Dealing with Difficult People on the Project Team. Part 2.
In Part1 of this two-part article in the last Project Times, we learned that about 10% of the typical workforce is classified as falling into the Difficult People category. Some people are surprised it’s so little. Sometimes it feels like they are everywhere! What is a difficult person? Perhaps the better question is: what is a difficult person for you and what can you do about those people?
Let’s just take a quick look at the difficult types we identified in the first article, and consider the havoc they might play with your project team. As we said before, there are many types, but in general, they can be rolled into these main groups, the first three of which we dealt with in the earlier article:
- The Steamroller
This is the bully of the group – always interrupting, insulting, and yelling. We all know those types.
- The Sniper
These are the folks who hide in the back of room, always sniping – taking shots at everyone, constantly nit-picking back at you, sending out comments, etc. They always want to do this from “under cover.” If you call them on it they say, “Oh, I’m just kidding,” or, “Can’t ya take a joke?,” or, “I didn’t say anything!” They always have a comment.
- The “Can’t Say No” person
They won’t say “no” to work. The problem is they won’t say no, they won’t say no, they won’t say no . . . and then they finally just collapse!
- The Know-It-All:
Do I have to say anything else? Need I say more? They know it all!
- The Complainer:
Chronic complainers! Chronic whiners! To them, life is one big complaint!
- The Staller:
The Indecisive Staller. This is the person who just will not make a decision. They will not commit to anything; they are always stalling.
Time to take Action!
In our previous article we discussed in detail how to deal with The Steamroller, The Sniper and The “Can’t Say No” person. Now let’s deal with the three final types we identified.
Dealing with the Know-It-All
In dealing with the Know-It-All, here are some bottom-line items to be aware of:
Typically, they have been around a long time, and they do know a lot.
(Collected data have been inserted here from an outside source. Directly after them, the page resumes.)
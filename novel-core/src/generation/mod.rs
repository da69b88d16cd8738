//! Chapter generation: the streaming controller, its wire events and the
//! best-effort work that follows a persisted chapter.

mod controller;
mod events;
mod side_effects;

pub use controller::{
    ChapterRequest, GenerationOutcome, GenerationState, StreamOutcome,
    StreamingGenerationController, DEFAULT_EVENT_BUFFER,
};
pub use events::GenerationEvent;
pub use side_effects::{
    ExtractedCharacter, ExtractedFacts, ExtractedSetting, SideEffectPipeline, SideEffectReport,
    StepOutcome,
};
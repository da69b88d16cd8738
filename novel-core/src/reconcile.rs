//! Relocating a recorded quote inside content that may have been edited
//! since the quote was taken.
//!
//! All offsets are char offsets. The recorded offset is only a tie-breaker
//! between occurrences; writes always use the range resolved here.

use serde::Serialize;

use crate::error::{NovelError, Result};

/// A resolved `[start, end)` char range.
#[derive(Debug, Clone, Copy, PartialEq, Eq, Serialize)]
pub struct Span {
    pub start: usize,
    pub end: usize,
}

impl Span {
    pub fn len(&self) -> usize {
        self.end - self.start
    }

    pub fn is_empty(&self) -> bool {
        self.start == self.end
    }
}

/// Char offsets of every occurrence of `quote` in `content`, overlapping
/// occurrences included, in scan order.
pub fn occurrences(content: &str, quote: &str) -> Vec<usize> {
    if quote.is_empty() {
        return Vec::new();
    }
    // `str::match_indices` skips overlapping matches, so restart one char
    // after each hit instead.
    let mut found = Vec::new();
    let mut byte_pos = 0;
    let mut char_pos = 0;
    while let Some(offset) = content[byte_pos..].find(quote) {
        let at = byte_pos + offset;
        char_pos += content[byte_pos..at].chars().count();
        found.push(char_pos);
        let step = content[at..].chars().next().map_or(1, char::len_utf8);
        byte_pos = at + step;
        char_pos += 1;
    }
    found
}

/// Finds where a quote lives now.
#[derive(Debug, Clone, Copy, Default)]
pub struct AnnotationReconciler;

impl AnnotationReconciler {
    /// Locate `quote` in `content`, preferring the occurrence closest to
    /// `preferred_start`. Equal distances go to the earlier occurrence.
    pub fn locate(&self, content: &str, quote: &str, preferred_start: usize) -> Result<Span> {
        let found = occurrences(content, quote);
        let start = match found.as_slice() {
            [] => return Err(NovelError::NotLocatable),
            [only] => *only,
            many => {
                let mut best = many[0];
                for &candidate in &many[1..] {
                    if candidate.abs_diff(preferred_start) < best.abs_diff(preferred_start) {
                        best = candidate;
                    }
                }
                tracing::debug!(
                    occurrences = many.len(),
                    preferred_start,
                    resolved = best,
                    "quote is ambiguous, picked nearest"
                );
                best
            }
        };
        Ok(Span {
            start,
            end: start + crate::text::char_len(quote),
        })
    }
}
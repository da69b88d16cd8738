//! Events delivered to a streaming generation caller, one JSON object per line.

use serde::{Deserialize, Serialize};

use crate::model::ChapterId;

/// One line of a streaming generation response.
///
/// A stream is `Start`, zero or more `Delta`s, then exactly one of `Done`
/// or `Error`. A request refused before streaming opens gets only `Error`.
#[derive(Debug, Clone, PartialEq, Eq, Serialize, Deserialize)]
#[serde(tag = "type", rename_all = "snake_case")]
pub enum GenerationEvent {
    Start {
        #[serde(rename = "chapterNumber")]
        chapter_number: u32,
    },
    Delta {
        text: String,
    },
    Done {
        #[serde(rename = "chapterId")]
        chapter_id: ChapterId,
    },
    Error {
        message: String,
    },
}

impl GenerationEvent {
    pub fn is_terminal(&self) -> bool {
        matches!(self, GenerationEvent::Done { .. } | GenerationEvent::Error { .. })
    }

    /// Serialize as a single NDJSON line, newline included.
    pub fn to_ndjson(&self) -> Result<String, serde_json::Error> {
        let mut line = serde_json::to_string(self)?;
        line.push('\n');
        Ok(line)
    }
}
//! High-level entry point wiring the store, the collaborators and the
//! configuration into the engine's services.

use std::path::Path;
use std::sync::Arc;

use crate::annotation::AnnotationService;
use crate::config::EngineConfig;
use crate::error::Result;
use crate::generation::StreamingGenerationController;
use crate::prompt::PromptComposer;
use crate::provider::{Generator, IndexHealth, RetrievalIndex};
use crate::retrieval::HttpRetrievalIndex;
use crate::store::Store;
use crate::versioning::VersionLedger;

/// Health of each configured collaborator. `None` means not configured.
#[derive(Debug, Clone, serde::Serialize)]
pub struct HealthReport {
    pub narrative_index: Option<IndexHealth>,
    pub technique_index: Option<IndexHealth>,
}

/// One novel database plus the collaborators it is generated with.
///
/// # Example
///
/// ```ignore
/// use novel_core::{ChapterRequest, EngineConfig, NovelEngine};
///
/// let engine = NovelEngine::open("novel.db", claude, EngineConfig::from_env())?;
/// let outcome = engine
///     .controller()
///     .generate(ChapterRequest::direct(novel_id, "Lin reaches the salt gate"))
///     .await?;
/// println!("{}", outcome.chapter.content);
/// ```
#[derive(Clone)]
pub struct NovelEngine {
    store: Arc<Store>,
    generator: Arc<dyn Generator>,
    config: EngineConfig,
    narrative_index: Option<Arc<dyn RetrievalIndex>>,
    technique_index: Option<Arc<dyn RetrievalIndex>>,
    extract: bool,
}

impl NovelEngine {
    /// Build an engine over an open store. Retrieval indexes are created from
    /// `config.retrieval`; override them with [`with_indexes`](Self::with_indexes).
    pub fn new(store: Arc<Store>, generator: Arc<dyn Generator>, config: EngineConfig) -> Self {
        let (narrative_index, technique_index) = HttpRetrievalIndex::from_config(&config.retrieval);
        Self {
            store,
            generator,
            config,
            narrative_index,
            technique_index,
            extract: true,
        }
    }

    /// Open (or create) the database at `path`.
    pub fn open(
        path: impl AsRef<Path>,
        generator: Arc<dyn Generator>,
        config: EngineConfig,
    ) -> Result<Self> {
        let store = Arc::new(Store::open(path.as_ref())?);
        Ok(Self::new(store, generator, config))
    }

    pub fn with_indexes(
        mut self,
        narrative: Option<Arc<dyn RetrievalIndex>>,
        technique: Option<Arc<dyn RetrievalIndex>>,
    ) -> Self {
        self.narrative_index = narrative;
        self.technique_index = technique;
        self
    }

    /// Turn post-generation entity extraction on or off.
    pub fn with_extraction(mut self, extract: bool) -> Self {
        self.extract = extract;
        self
    }

    pub fn store(&self) -> &Arc<Store> {
        &self.store
    }

    pub fn config(&self) -> &EngineConfig {
        &self.config
    }

    pub fn controller(&self) -> Arc<StreamingGenerationController> {
        Arc::new(
            StreamingGenerationController::new(
                self.store.clone(),
                self.generator.clone(),
                &self.config,
            )
            .with_narrative_index(self.narrative_index.clone())
            .with_technique_index(self.technique_index.clone())
            .with_extraction(self.extract),
        )
    }

    pub fn annotations(&self) -> AnnotationService {
        AnnotationService::new(
            self.store.clone(),
            self.generator.clone(),
            PromptComposer::new(self.config.generation.clone(), self.config.annotation.clone()),
            self.config.annotation.clone(),
        )
    }

    pub fn ledger(&self) -> VersionLedger {
        VersionLedger::new(self.store.clone()).with_technique_index(self.technique_index.clone())
    }

    /// Check each configured index. A failing check is reported as unhealthy,
    /// never as an error.
    pub async fn health(&self) -> HealthReport {
        async fn check(index: &Option<Arc<dyn RetrievalIndex>>) -> Option<IndexHealth> {
            let index = index.as_ref()?;
            Some(index.health().await.unwrap_or_else(|e| IndexHealth {
                healthy: false,
                detail: e.to_string(),
            }))
        }
        HealthReport {
            narrative_index: check(&self.narrative_index).await,
            technique_index: check(&self.technique_index).await,
        }
    }
}

#[cfg(test)]
mod tests {
    use super::*;
    use crate::testing::{MemoryIndex, ScriptedGenerator};

    #[tokio::test]
    async fn test_health_reports_failures_without_erroring() {
        let store = Arc::new(Store::open_in_memory().unwrap());
        let narrative = Arc::new(MemoryIndex::new());
        narrative.fail_next("connection refused");
        let engine = NovelEngine::new(store, Arc::new(ScriptedGenerator::new()), EngineConfig::new())
            .with_indexes(Some(narrative as Arc<dyn RetrievalIndex>), None);

        let report = engine.health().await;
        let narrative = report.narrative_index.unwrap();
        assert!(!narrative.healthy);
        assert!(narrative.detail.contains("connection refused"));
        assert!(report.technique_index.is_none());
    }
}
So, make sure you know your stuff, because if you don’t, they will point it out very quickly. Recognize it, and respect it, but show them that maybe their ideas aren’t always the right answer or the right way. The typical Know-It-All tends to be a bit of a bully as well. They have their idea, and they just won’t let it go. You can try saying things like, “That’s a really good point, but have you thought of this? What if this or that happens?” Basically, you need help them see the alternatives. Will they ever admit they are wrong? Typically, not. It’s like trying to catch a greased pig. Most of the time, it’s not going to happen.
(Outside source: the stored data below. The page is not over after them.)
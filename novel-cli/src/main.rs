//! `novel`: drive the narrative engine from the command line.
//!
//! Streaming generation writes one JSON event per line to stdout; logs go to
//! stderr so the two can be piped separately.
//!
//! ```bash
//! novel init --title "The Salt Road" --genre fantasy
//! novel generate --novel <id> --outline "Lin reaches the salt gate" > chapter.ndjson
//! ```

use std::io::Write;
use std::path::PathBuf;
use std::sync::Arc;

use anyhow::{bail, Context, Result};
use clap::{Parser, Subcommand};
use novel_core::versioning::AUTHOR_RESTORE;
use novel_core::{
    AnnotationId, ChapterId, ChapterRequest, EngineConfig, GenerationEvent, Generator,
    HttpRetrievalIndex, NovelEngine, NovelId, PlanId, Store, StreamOutcome, TechniqueId,
    VersionId, VersionLedger, VersionParent, VolumeId,
};
use serde::Serialize;
use tokio_util::sync::CancellationToken;

#[derive(Parser)]
#[command(name = "novel", about = "Narrative memory and consistency engine")]
struct Cli {
    /// Database file (defaults to $NOVEL_DB, then ./novel.db)
    #[arg(long, global = true)]
    db: Option<PathBuf>,

    /// Enable verbose debug output
    #[arg(long, global = true)]
    verbose: bool,

    #[command(subcommand)]
    command: Commands,
}

#[derive(Subcommand)]
enum Commands {
    /// Create a novel
    Init {
        #[arg(long)]
        title: String,
        #[arg(long, default_value = "")]
        genre: String,
        #[arg(long, default_value = "")]
        description: String,
    },

    /// Generate a chapter from a seed outline
    Generate {
        #[arg(long)]
        novel: NovelId,
        #[arg(long)]
        outline: String,
        #[arg(long)]
        title: Option<String>,
        /// Chapter number (defaults to the next free one)
        #[arg(long)]
        number: Option<u32>,
        #[arg(long)]
        volume: Option<VolumeId>,
        /// Print the finished chapter as one JSON object instead of streaming
        #[arg(long)]
        no_stream: bool,
    },

    /// Generate the chapter for a confirmed plan
    PlanGenerate {
        #[arg(long)]
        plan: PlanId,
        #[arg(long)]
        no_stream: bool,
    },

    /// Record a note on a passage of a chapter
    Annotate {
        #[arg(long)]
        chapter: ChapterId,
        /// Exact text the note refers to
        #[arg(long)]
        quote: String,
        /// Char offset where the quote was seen
        #[arg(long, default_value_t = 0)]
        start: usize,
        #[arg(long, default_value = "")]
        note: String,
    },

    /// Rewrite an annotated passage
    ApplyAnnotation {
        #[arg(long)]
        annotation: AnnotationId,
        /// Use this text instead of asking the generator
        #[arg(long)]
        replacement: Option<String>,
        /// Only show the generator's suggestion; write nothing
        #[arg(long, conflicts_with = "replacement")]
        propose: bool,
    },

    /// List the version history of a chapter, plan or technique
    Versions {
        #[arg(long, group = "parent")]
        chapter: Option<ChapterId>,
        #[arg(long, group = "parent")]
        plan: Option<PlanId>,
        #[arg(long, group = "parent")]
        technique: Option<TechniqueId>,
    },

    /// Make a stored version live again
    Restore {
        #[arg(long)]
        version: VersionId,
    },

    /// Check the retrieval indexes
    Health,
}

fn init_tracing(verbose: bool) {
    use tracing_subscriber::EnvFilter;

    let filter = if verbose {
        EnvFilter::new("debug")
    } else {
        EnvFilter::try_from_default_env().unwrap_or_else(|_| EnvFilter::new("info"))
    };

    tracing_subscriber::fmt()
        .with_env_filter(filter)
        .with_writer(std::io::stderr)
        .with_ansi(false)
        .init();
}

fn db_path(cli: &Cli) -> PathBuf {
    cli.db
        .clone()
        .or_else(|| std::env::var("NOVEL_DB").ok().map(PathBuf::from))
        .unwrap_or_else(|| PathBuf::from("novel.db"))
}

fn open_store(cli: &Cli) -> Result<Arc<Store>> {
    let path = db_path(cli);
    let store = Store::open(&path)
        .with_context(|| format!("failed to open novel store at {}", path.display()))?;
    Ok(Arc::new(store))
}

fn open_engine(cli: &Cli, config: EngineConfig) -> Result<NovelEngine> {
    let mut claude = claude::Claude::from_env()
        .context("ANTHROPIC_API_KEY must be set (in the environment or .env)")?;
    if let Some(model) = &config.generation.model {
        claude = claude.with_model(model.clone());
    }
    let generator: Arc<dyn Generator> = Arc::new(claude);
    Ok(NovelEngine::new(open_store(cli)?, generator, config))
}

fn print_json<T: Serialize>(value: &T) -> Result<()> {
    println!("{}", serde_json::to_string_pretty(value)?);
    Ok(())
}

#[tokio::main]
async fn main() -> Result<()> {
    // Load .env file if present
    dotenvy::dotenv().ok();

    let cli = Cli::parse();
    init_tracing(cli.verbose);
    let config = EngineConfig::from_env();

    match &cli.command {
        Commands::Init {
            title,
            genre,
            description,
        } => {
            let novel = open_store(&cli)?.create_novel(title, genre, description)?;
            print_json(&novel)
        }
        Commands::Generate {
            novel,
            outline,
            title,
            number,
            volume,
            no_stream,
        } => {
            let request = ChapterRequest::Direct {
                novel_id: *novel,
                outline: outline.clone(),
                title: title.clone(),
                number: *number,
                volume_id: *volume,
            };
            cmd_generate(open_engine(&cli, config)?, request, *no_stream).await
        }
        Commands::PlanGenerate { plan, no_stream } => {
            cmd_generate(open_engine(&cli, config)?, ChapterRequest::plan(*plan), *no_stream).await
        }
        Commands::Annotate {
            chapter,
            quote,
            start,
            note,
        } => {
            let annotation = open_engine(&cli, config)?
                .annotations()
                .annotate(*chapter, quote, *start, note)?;
            print_json(&annotation)
        }
        Commands::ApplyAnnotation {
            annotation,
            replacement,
            propose,
        } => {
            let service = open_engine(&cli, config)?.annotations();
            if *propose {
                return print_json(&service.propose(*annotation).await?);
            }
            let applied = match replacement {
                Some(text) => service.apply(*annotation, text)?,
                None => service.apply_generated(*annotation).await?,
            };
            tracing::info!(version = applied.snapshot.number, "previous text saved");
            print_json(&applied.chapter)
        }
        Commands::Versions {
            chapter,
            plan,
            technique,
        } => {
            let parent = match (chapter, plan, technique) {
                (Some(id), _, _) => VersionParent::Chapter(*id),
                (_, Some(id), _) => VersionParent::Plan(*id),
                (_, _, Some(id)) => VersionParent::Technique(*id),
                _ => bail!("pass one of --chapter, --plan or --technique"),
            };
            let history = VersionLedger::new(open_store(&cli)?).history(parent)?;
            print_json(&history)
        }
        Commands::Restore { version } => {
            let restored = VersionLedger::new(open_store(&cli)?).restore(*version, AUTHOR_RESTORE)?;
            print_json(&restored)
        }
        Commands::Health => cmd_health(&config).await,
    }
}

async fn cmd_generate(engine: NovelEngine, request: ChapterRequest, no_stream: bool) -> Result<()> {
    let controller = engine.controller();

    if no_stream {
        let outcome = controller.generate(request).await?;
        #[derive(Serialize)]
        struct Output<'a> {
            chapter: &'a novel_core::Chapter,
            side_effects: &'a novel_core::SideEffectReport,
        }
        return print_json(&Output {
            chapter: &outcome.chapter,
            side_effects: &outcome.side_effects,
        });
    }

    let cancel = CancellationToken::new();
    let on_interrupt = cancel.clone();
    tokio::spawn(async move {
        if tokio::signal::ctrl_c().await.is_ok() {
            tracing::info!("interrupt received, cancelling generation");
            on_interrupt.cancel();
        }
    });

    let (mut events, handle) = controller.spawn_stream(request, cancel);
    let mut stdout = std::io::stdout().lock();
    while let Some(event) = events.recv().await {
        stdout.write_all(event.to_ndjson()?.as_bytes())?;
        stdout.flush()?;
        if let GenerationEvent::Error { message } = &event {
            tracing::error!(%message, "generation failed");
        }
    }
    drop(stdout);

    match handle.await.context("generation task panicked")? {
        Ok(StreamOutcome::Completed(outcome)) => {
            if outcome.side_effects.has_failures() {
                tracing::warn!(report = ?outcome.side_effects, "chapter saved, some follow-up steps failed");
            }
            Ok(())
        }
        Ok(StreamOutcome::Cancelled) => bail!("generation cancelled, nothing was saved"),
        Err(e) => Err(e.into()),
    }
}

async fn cmd_health(config: &EngineConfig) -> Result<()> {
    let (narrative, technique) = HttpRetrievalIndex::from_config(&config.retrieval);
    let mut healthy = true;
    for (name, index) in [("narrative", narrative), ("technique", technique)] {
        let Some(index) = index else {
            println!("{name}: not configured");
            continue;
        };
        match index.health().await {
            Ok(status) => {
                healthy &= status.healthy;
                println!("{name}: {}", status.detail);
            }
            Err(e) => {
                healthy = false;
                println!("{name}: unreachable ({e})");
            }
        }
    }
    if !healthy {
        bail!("one or more retrieval indexes are unhealthy");
    }
    // Generation needs a key but no round trip to check it.
    if claude::Claude::from_env().is_err() {
        println!("generator: ANTHROPIC_API_KEY not set");
    } else {
        println!("generator: configured");
    }
    Ok(())
}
If you find yourself dealing with a Know-It-All in a meeting, ignore the temptation to make them look bad. Do not alienate them. Throw an idea out there and let it sit for a minute. Sometimes they may actually come around to it, but quite often, they will want to spin it so that it will seem as if it were their idea. And you know what? That is okay sometimes. Occasionally, selling an idea someone else wants to take credit for, once in a while, is okay. Your job is done, and the elimination of conflict will be better in the long run.
Dealing with the Complainer
Understand that to them, life is one big complaint. Complainers typically come in one of two delicious flavors. The first type of Complainer really doesn’t care about solutions; they just want someone to listen to them. They will come into your office in the morning, and they will talk and talk and talk until you finally chase them out! Here’s what you can do. Listen for a while, and then move them to a problem-solving alliance. Acknowledge their feelings, deal with the emotions if necessary, but try to push them toward finding a problem-solving solution. You can say something like this, “Okay, I hear your dilemma. Let’s see if we can solve it.” The secret is.when you move into problem-solving, they will typically leave. Very quickly. They really don’t want to solve anything. They just want to complain!
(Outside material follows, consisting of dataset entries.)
use chrono::Utc;
use rusqlite::{params, Connection, OptionalExtension, Row};

use super::chapters::get_chapter_on;
use super::{enum_column, to_i64, Store};
use crate::error::{NovelError, Result};
use crate::model::{AnnotationId, AnnotationStatus, ChapterAnnotation, ChapterId};

const ANNOTATION_COLUMNS: &str =
    "id, chapter_id, quote, start_offset, end_offset, note, status, created_at";

fn annotation_from_row(row: &Row<'_>) -> rusqlite::Result<ChapterAnnotation> {
    Ok(ChapterAnnotation {
        id: row.get(0)?,
        chapter_id: row.get(1)?,
        quote: row.get(2)?,
        start: row.get::<_, i64>(3)?.max(0) as usize,
        end: row.get::<_, i64>(4)?.max(0) as usize,
        note: row.get(5)?,
        status: enum_column(row.get(6)?, 6, AnnotationStatus::parse)?,
        created_at: row.get(7)?,
    })
}

pub(crate) fn get_annotation_on(conn: &Connection, id: AnnotationId) -> Result<ChapterAnnotation> {
    conn.query_row(
        &format!("SELECT {ANNOTATION_COLUMNS} FROM chapter_annotations WHERE id = ?1"),
        params![id],
        annotation_from_row,
    )
    .optional()?
    .ok_or_else(|| NovelError::not_found("ChapterAnnotation", id))
}

/// Close an open annotation. Closed annotations never reopen.
pub(crate) fn close_annotation_on(
    conn: &Connection,
    id: AnnotationId,
    status: AnnotationStatus,
) -> Result<()> {
    let changed = conn.execute(
        "UPDATE chapter_annotations SET status = ?2 WHERE id = ?1 AND status = 'open'",
        params![id, status.as_str()],
    )?;
    if changed == 0 {
        let current = get_annotation_on(conn, id)?;
        return Err(NovelError::Conflict(format!(
            "annotation {id} is already {}",
            current.status.as_str()
        )));
    }
    Ok(())
}

impl Store {
    /// Record a reviewer note against `quote`, seen at char offset `start`.
    pub fn create_annotation(
        &self,
        chapter_id: ChapterId,
        quote: &str,
        start: usize,
        note: &str,
    ) -> Result<ChapterAnnotation> {
        if quote.is_empty() {
            return Err(NovelError::Validation("annotation quote is empty".into()));
        }
        let annotation = ChapterAnnotation {
            id: AnnotationId::new(),
            chapter_id,
            quote: quote.to_string(),
            start,
            end: start + crate::text::char_len(quote),
            note: note.to_string(),
            status: AnnotationStatus::Open,
            created_at: Utc::now(),
        };
        self.transaction(|tx| {
            get_chapter_on(tx, chapter_id)?;
            tx.execute(
                &format!(
                    "INSERT INTO chapter_annotations ({ANNOTATION_COLUMNS})
                     VALUES (?1, ?2, ?3, ?4, ?5, ?6, ?7, ?8)"
                ),
                params![
                    annotation.id,
                    annotation.chapter_id,
                    annotation.quote,
                    to_i64(annotation.start),
                    to_i64(annotation.end),
                    annotation.note,
                    annotation.status.as_str(),
                    annotation.created_at
                ],
            )?;
            Ok(())
        })?;
        Ok(annotation)
    }

    pub fn get_annotation(&self, id: AnnotationId) -> Result<ChapterAnnotation> {
        self.read(|conn| get_annotation_on(conn, id))
    }

    pub fn list_annotations(&self, chapter_id: ChapterId) -> Result<Vec<ChapterAnnotation>> {
        self.read(|conn| {
            let mut stmt = conn.prepare(&format!(
                "SELECT {ANNOTATION_COLUMNS} FROM chapter_annotations
                 WHERE chapter_id = ?1 ORDER BY start_offset, created_at"
            ))?;
            let annotations = stmt
                .query_map(params![chapter_id], annotation_from_row)?
                .collect::<rusqlite::Result<Vec<_>>>()?;
            Ok(annotations)
        })
    }

    pub fn dismiss_annotation(&self, id: AnnotationId) -> Result<ChapterAnnotation> {
        self.transaction(|tx| {
            close_annotation_on(tx, id, AnnotationStatus::Dismissed)?;
            get_annotation_on(tx, id)
        })
    }
}

#[cfg(test)]
mod tests {
    use super::*;
    use crate::store::NewChapter;

    fn setup() -> (Store, ChapterId) {
        let store = Store::open_in_memory().unwrap();
        let novel = store.create_novel("Tide", "", "").unwrap();
        let chapter = store
            .insert_generated_chapter(NewChapter {
                novel_id: novel.id,
                volume_id: None,
                plan_id: None,
                number: 1,
                title: "One".into(),
                content: "雨夜，林风推门而入。".into(),
                outline: String::new(),
            })
            .unwrap();
        (store, chapter.id)
    }

    #[test]
    fn test_create_records_char_offsets() {
        let (store, chapter_id) = setup();
        let annotation = store
            .create_annotation(chapter_id, "林风", 3, "give him a surname")
            .unwrap();
        assert_eq!(annotation.end, 5);

        let loaded = store.get_annotation(annotation.id).unwrap();
        assert_eq!(loaded.start, 3);
        assert_eq!(loaded.status, AnnotationStatus::Open);
    }

    #[test]
    fn test_dismiss_is_terminal() {
        let (store, chapter_id) = setup();
        let annotation = store.create_annotation(chapter_id, "雨夜", 0, "").unwrap();
        let dismissed = store.dismiss_annotation(annotation.id).unwrap();
        assert_eq!(dismissed.status, AnnotationStatus::Dismissed);
        assert!(matches!(
            store.dismiss_annotation(annotation.id),
            Err(NovelError::Conflict(_))
        ));
    }

    #[test]
    fn test_annotation_requires_chapter() {
        let store = Store::open_in_memory().unwrap();
        assert!(matches!(
            store.create_annotation(ChapterId::new(), "x", 0, ""),
            Err(NovelError::NotFound { .. })
        ));
    }
}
With the second type of complainer, it’s a little bit different. These are the folks who complain because they are paralyzed – they really don’t know what to do. When you move to problem-solving, you really will help them. One thing to be careful of though: don’t facilitate their dependence on you, otherwise they will come back again and again for the very same issue or problem. As the saying goes, you can feed someone, or you can teach them to fish for themselves. If you fail to do that, it is now you who has an additional problem, one of time management. Learn to be upfront. Say, “Okay, I will show you this one time. Here’s a pen and a sheet of paper; I’m going to talk and you will take notes. I will show you this one time. I will stay here all day if necessary, but when we leave, I expect that you will really have ‘gotten it’. I expect that you will be able to do this for yourself after this conversation, so make sure to pay attention and ask as many questions as you need to understand.”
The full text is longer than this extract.